Ireland's credit rating was reduced five levels

Ireland's credit rating was reduced five levels by Moody's Investors Service and further reduction is possible for the government struggles to stem losses in the banking system in the country.

The rating was reduced to Baa1 from Aa2, Moody's said in an emailed statement from London today. That is three levels above non-investment grade and at the same level as countries like Russia and Lithuania. The rating outlook is "negative," said Moody's.

Irish lawmakers on Dec. 15 voted to accept a 85 million euros (113 million) aid package for European governments and the International Monetary Fund to stabilize the country's finances.
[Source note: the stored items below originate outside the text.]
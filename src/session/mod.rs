mod context;
mod model;
mod store;

pub use context::SessionContext;
pub use model::{Session, SessionUser};
pub use store::{FileSessionStore, MemorySessionStore, SessionStore};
Moody's said that confidence in Irish banks "evaporated" in the run to the rescue.

"While a cut was anticipated, the severity of the reduction is surprising," said Glas Securities fixed-income firm based in Dublin, in a note e-mailed today.

As European governments struggle to stop the spread of Greece and Spain to other countries, Moody's said this week that could reduce Spain from Aa1. He also Greece's Ba1 rating on review for possible downgrade. The European Union leaders agreed at a meeting yesterday in Brussels to modify the treaties of the block to create a permanent mechanism for crisis management in 2013.

Bank Costs

Although the Irish government has said it is fully funded until mid-2011, investors dumped bonds of the country over concerns that the cost of the banking bailout swamps in the state. Government figures on 28 November showed that Ireland can spend as much as 83 billion euros, more than half of its gross domestic product, to support banks and Allied Irish Banks Plc.
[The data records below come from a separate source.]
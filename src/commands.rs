use std::path::PathBuf;

use anyhow::{anyhow, bail, Context};
use bytes::Bytes;
use serde::Serialize;
use time::OffsetDateTime;

use shopadmin::auth::dto::{AdminRegisterRequest, RegisterRequest};
use shopadmin::auth::{check_route, GateDecision, TokenClaims};
use shopadmin::batch::{BatchJob, UploadPhase, TEMPLATE_FILE_NAME};
use shopadmin::products::{load_image, Page, PageRequest, Product, ProductInput};
use shopadmin::suppliers::{
    ApplicationStatus, Decision, SupplierApplication, SupplierApplicationRequest,
};
use shopadmin::AppState;

use crate::cli::{
    AdminCommand, BatchCommand, Commands, PageArgs, ProductArgs, ProductCommand, SupplierCommand,
};

fn emit<T: Serialize>(json: bool, value: &T, table: impl FnOnce(&T)) -> anyhow::Result<()> {
    if json {
        println!("{}", serde_json::to_string_pretty(value)?);
    } else {
        table(value);
    }
    Ok(())
}

/// Applies the same access rule the matching screen would.
fn guard(state: &AppState, route: &str) -> anyhow::Result<()> {
    match check_route(route, state.session.current().as_ref()) {
        GateDecision::Allow => Ok(()),
        GateDecision::RedirectToLogin => bail!("not logged in; run `shopadmin login` first"),
        GateDecision::RedirectToDefault => bail!("an administrator account is required"),
    }
}

pub async fn run(state: &AppState, command: Commands, json: bool) -> anyhow::Result<()> {
    match command {
        Commands::Login {
            identifier,
            password,
        } => {
            let session = state.auth().login(&identifier, &password).await?;
            println!("Logged in as {}", session.user.display_name());
        }
        Commands::Signup {
            username,
            email,
            password,
        } => {
            let session = state
                .auth()
                .signup(RegisterRequest {
                    username,
                    email,
                    password,
                })
                .await?;
            println!("Account created; logged in as {}", session.user.display_name());
        }
        Commands::Logout => {
            state.auth().logout().await?;
            println!("Logged out");
        }
        Commands::Whoami { refresh } => whoami(state, refresh, json).await?,
        Commands::Admin { command } => admin(state, command, json).await?,
        Commands::Products { command } => {
            guard(state, "/products")?;
            products(state, command, json).await?
        }
        Commands::Batch { command } => {
            guard(state, "/products/batch")?;
            batch(state, command, json).await?
        }
        Commands::Supplier { command } => {
            guard(state, "/supplier")?;
            supplier(state, command, json).await?
        }
    }
    Ok(())
}

async fn whoami(state: &AppState, refresh: bool, json: bool) -> anyhow::Result<()> {
    if refresh {
        state.auth().refresh_current_user().await?;
    }
    let Some(session) = state.session.current() else {
        println!("Not logged in");
        return Ok(());
    };
    let claims = TokenClaims::peek(&session.token).ok();
    if json {
        let value = serde_json::json!({
            "user": session.user,
            "claims": claims,
        });
        println!("{}", serde_json::to_string_pretty(&value)?);
        return Ok(());
    }
    let user = &session.user;
    println!("user:  {}", user.display_name());
    println!("email: {}", user.email.as_deref().unwrap_or("-"));
    println!("role:  {}", user.role.as_deref().unwrap_or("-"));
    if let Some(claims) = claims {
        println!("roles: {}", claims.roles.join(", "));
        if let Some(exp) = claims.expires_at() {
            let expired = claims.is_expired_at(OffsetDateTime::now_utc());
            println!("token expires {exp}{}", if expired { " (expired)" } else { "" });
        }
    }
    Ok(())
}

async fn admin(state: &AppState, command: AdminCommand, json: bool) -> anyhow::Result<()> {
    match command {
        AdminCommand::Login { username, password } => {
            let session = state.auth().admin_login(&username, &password).await?;
            println!("Logged in as admin {}", session.user.display_name());
        }
        AdminCommand::Signup {
            username,
            email,
            password,
            admin_secret,
        } => {
            let session = state
                .auth()
                .admin_signup(AdminRegisterRequest {
                    username,
                    email,
                    password,
                    admin_secret,
                })
                .await?;
            println!("Admin created; logged in as {}", session.user.display_name());
        }
        AdminCommand::Users => {
            guard(state, "/admin/users")?;
            let users = state.admin_users().list().await?;
            emit(json, &users, |users| {
                println!("{:>6}  {:<24} {:<32} ROLES", "ID", "NAME", "EMAIL");
                for u in users {
                    println!(
                        "{:>6}  {:<24} {:<32} {}",
                        u.id,
                        u.display_name(),
                        u.email.as_deref().unwrap_or("-"),
                        u.role_list().join(",")
                    );
                }
            })?;
        }
        AdminCommand::DeleteUser { id } => {
            guard(state, "/admin/users")?;
            state.admin_users().delete(id).await?;
            println!("Deleted user {id}");
        }
        AdminCommand::Applications { status, page, size } => {
            guard(state, "/admin/suppliers")?;
            let status = status
                .map(|s| s.parse::<ApplicationStatus>())
                .transpose()?;
            let page = state
                .suppliers()
                .list_applications(status, page, size)
                .await?;
            emit(json, &page, |page| {
                print_applications(&page.content);
                print_page_footer(page);
            })?;
        }
        AdminCommand::Review { id, decision, note } => {
            guard(state, "/admin/suppliers")?;
            let decision: Decision = decision.parse()?;
            let app = state.suppliers().review(id, decision, note).await?;
            emit(json, &app, |app| println!("Application {} is now {}", app.id, app.status))?;
        }
    }
    Ok(())
}

fn product_input(args: &ProductArgs) -> anyhow::Result<ProductInput> {
    Ok(ProductInput::from_form(
        &args.name,
        args.description.as_deref().unwrap_or_default(),
        &args.price,
        args.stock.as_deref().unwrap_or_default(),
    )?)
}

fn page_request(args: &PageArgs) -> PageRequest {
    PageRequest::new(args.page, args.size).sorted(args.sort.clone())
}

async fn products(state: &AppState, command: ProductCommand, json: bool) -> anyhow::Result<()> {
    let service = state.products();
    match command {
        ProductCommand::List { page } => {
            let mut listing = state
                .product_listing()
                .starting_at(page.page, page.size, &page.sort)?;
            listing.load().await?;
            emit(json, listing.data(), |data| {
                print_products(&data.content);
                print_page_footer(data);
            })?;
        }
        ProductCommand::Get { id } => {
            let product = service.get(id).await?;
            emit(json, &product, |p| print_products(std::slice::from_ref(p)))?;
        }
        ProductCommand::Create { product, seller } => {
            let input = product_input(&product)?;
            let created = match (&product.image, &seller) {
                (None, None) => service.create(&input).await?,
                (image, seller) => {
                    let image = match image {
                        Some(path) => Some(load_image(path).await?),
                        None => None,
                    };
                    service
                        .create_with_image(&input, image, seller.as_deref())
                        .await?
                }
            };
            emit(json, &created, |p| println!("Created product {} ({})", p.id, p.name))?;
        }
        ProductCommand::Update { id, product } => {
            let input = product_input(&product)?;
            let updated = match &product.image {
                Some(path) => {
                    let image = load_image(path).await?;
                    service.update_with_image(id, &input, Some(image)).await?
                }
                None => service.update(id, &input).await?,
            };
            emit(json, &updated, |p| println!("Updated product {} ({})", p.id, p.name))?;
        }
        ProductCommand::Delete { id } => {
            service.delete(id).await?;
            println!("Deleted product {id}");
        }
        ProductCommand::Supplied { page } => {
            let data = service.supplied(&page_request(&page)).await?;
            emit(json, &data, |data| {
                print_products(&data.content);
                print_page_footer(data);
            })?;
        }
        ProductCommand::Mine { page } => {
            let data = service.mine(&page_request(&page)).await?;
            emit(json, &data, |data| {
                print_products(&data.content);
                print_page_footer(data);
            })?;
        }
        ProductCommand::Search { query, page } => {
            let data = service.search(&query, &page_request(&page)).await?;
            emit(json, &data, |data| {
                print_products(&data.content);
                print_page_footer(data);
            })?;
        }
    }
    Ok(())
}

async fn batch(state: &AppState, command: BatchCommand, json: bool) -> anyhow::Result<()> {
    match command {
        BatchCommand::Upload { file, no_wait } => {
            let body = tokio::fs::read(&file)
                .await
                .with_context(|| format!("reading {}", file.display()))?;
            let name = file
                .file_name()
                .map(|n| n.to_string_lossy().into_owned())
                .unwrap_or_default();

            let mut upload = state.batch_upload();
            if !upload.select_file(name, Bytes::from(body)) {
                bail!(upload.error().unwrap_or("invalid file").to_string());
            }
            upload.upload().await;
            if let Some(err) = upload.error() {
                bail!(err.to_string());
            }
            if !no_wait {
                if let Some(mut rx) = upload.subscribe() {
                    loop {
                        let snapshot = rx.borrow_and_update().clone();
                        if let (false, Some(job)) = (json, &snapshot.job) {
                            eprintln!("job {}: {}", job.job_execution_id, job.status);
                        }
                        if !snapshot.polling || rx.changed().await.is_err() {
                            break;
                        }
                    }
                }
            }
            let job = upload
                .status()
                .ok_or_else(|| anyhow!("no job status received"))?;
            emit(json, &job, print_job)?;
            match upload.phase() {
                UploadPhase::Failed => bail!("import job failed"),
                UploadPhase::Idle if !no_wait => {
                    bail!("lost track of job {}; check `shopadmin batch status`", job.job_execution_id)
                }
                _ => {}
            }
        }
        BatchCommand::Status { job_id } => {
            let job = state.batch().status(job_id).await?;
            emit(json, &job, print_job)?;
        }
        BatchCommand::Template { output } => {
            let bytes = state.batch().template().await?;
            let path = output.unwrap_or_else(|| PathBuf::from(TEMPLATE_FILE_NAME));
            tokio::fs::write(&path, &bytes)
                .await
                .with_context(|| format!("writing {}", path.display()))?;
            println!("Saved template to {}", path.display());
        }
    }
    Ok(())
}

async fn supplier(state: &AppState, command: SupplierCommand, json: bool) -> anyhow::Result<()> {
    let service = state.suppliers();
    match command {
        SupplierCommand::Dashboard => {
            let dash = service.dashboard().await?;
            emit(json, &dash, |d| {
                println!("supplier:   {}", if d.supplier { "yes" } else { "no" });
                println!("can apply:  {}", if d.can_apply { "yes" } else { "no" });
                if let Some(status) = d.latest_status {
                    println!("latest:     {status}");
                }
                for alert in &d.alerts {
                    println!("[{}] {}", alert.severity, alert.message);
                }
                if !d.applications.is_empty() {
                    println!();
                    print_applications(&d.applications);
                }
            })?;
        }
        SupplierCommand::Apply {
            business_name,
            business_email,
            business_phone,
            website,
            message,
        } => {
            let app = service
                .apply(SupplierApplicationRequest {
                    business_name,
                    business_email,
                    business_phone,
                    website,
                    message,
                })
                .await?;
            emit(json, &app, |a| println!("Application {} submitted ({})", a.id, a.status))?;
        }
        SupplierCommand::Applications => {
            let apps = service.my_applications().await?;
            emit(json, &apps, |apps| print_applications(apps))?;
        }
    }
    Ok(())
}

fn print_products(items: &[Product]) {
    println!("{:>6}  {:<32} {:>10} {:>6}  OWNER", "ID", "NAME", "PRICE", "STOCK");
    for p in items {
        println!(
            "{:>6}  {:<32} {:>10.2} {:>6}  {}",
            p.id,
            p.name,
            p.price,
            p.stock_quantity.map(|q| q.to_string()).unwrap_or_else(|| "-".into()),
            p.owner_username.as_deref().unwrap_or("-")
        );
    }
}

fn print_page_footer<T>(page: &Page<T>) {
    println!(
        "page {} of {} ({} total){}{}",
        page.number + 1,
        page.total_pages.max(1),
        page.total_elements,
        if page.has_prev() { "  [prev]" } else { "" },
        if page.has_next() { "  [next]" } else { "" },
    );
}

fn print_applications(apps: &[SupplierApplication]) {
    println!("{:>6}  {:<28} {:<28} {:<9} SUBMITTED", "ID", "BUSINESS", "EMAIL", "STATUS");
    for a in apps {
        println!(
            "{:>6}  {:<28} {:<28} {:<9} {}",
            a.id,
            a.business_name,
            a.business_email.as_deref().unwrap_or("-"),
            a.status.as_str(),
            a.submitted_at.as_deref().unwrap_or("-")
        );
    }
}

fn print_job(job: &BatchJob) {
    println!("job:      {}", job.job_execution_id);
    println!("status:   {}", job.status);
    if let Some(total) = job.total_records {
        println!(
            "records:  {total} total, {} ok, {} failed, {} skipped",
            job.success_count.unwrap_or(0),
            job.failure_count.unwrap_or(0),
            job.skip_count.unwrap_or(0)
        );
    }
    if let Some(msg) = &job.message {
        println!("message:  {msg}");
    }
    for err in &job.errors {
        println!("  ! {err}");
    }
}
The government plans to reduce spending by 20 percent and raise taxes in the next four years to reduce its deficit. The budget deficit is 12 percent of GDP this year, or 32 percent, including a bank bailout, the government estimates.

"The austerity measures could have feedback effects on economic growth, domestic demand, and that is something that must be controlled," said Dietmar Hornung, an analyst at Moody's, in an interview. He said it is "very unlikely" that Ireland default on its debt.

borrowing costs in Ireland initially rose after the rescue was agreed on 28 November, before declining. The extra yield investors demand to hold bonds to 10 years in Ireland rather than its German equivalent, the European benchmark, widened to a record of the euro was 680 basis points on November 30. Was at 533 at 9:09 am in London, compared to 521 yesterday.

"Ireland has achieved high levels of indebtedness in the past and has shown political cohesion and commitment to enact difficult fiscal consolidation measures," said Hornung. "The government is making significant investments in its banking system that could ultimately generate revenue."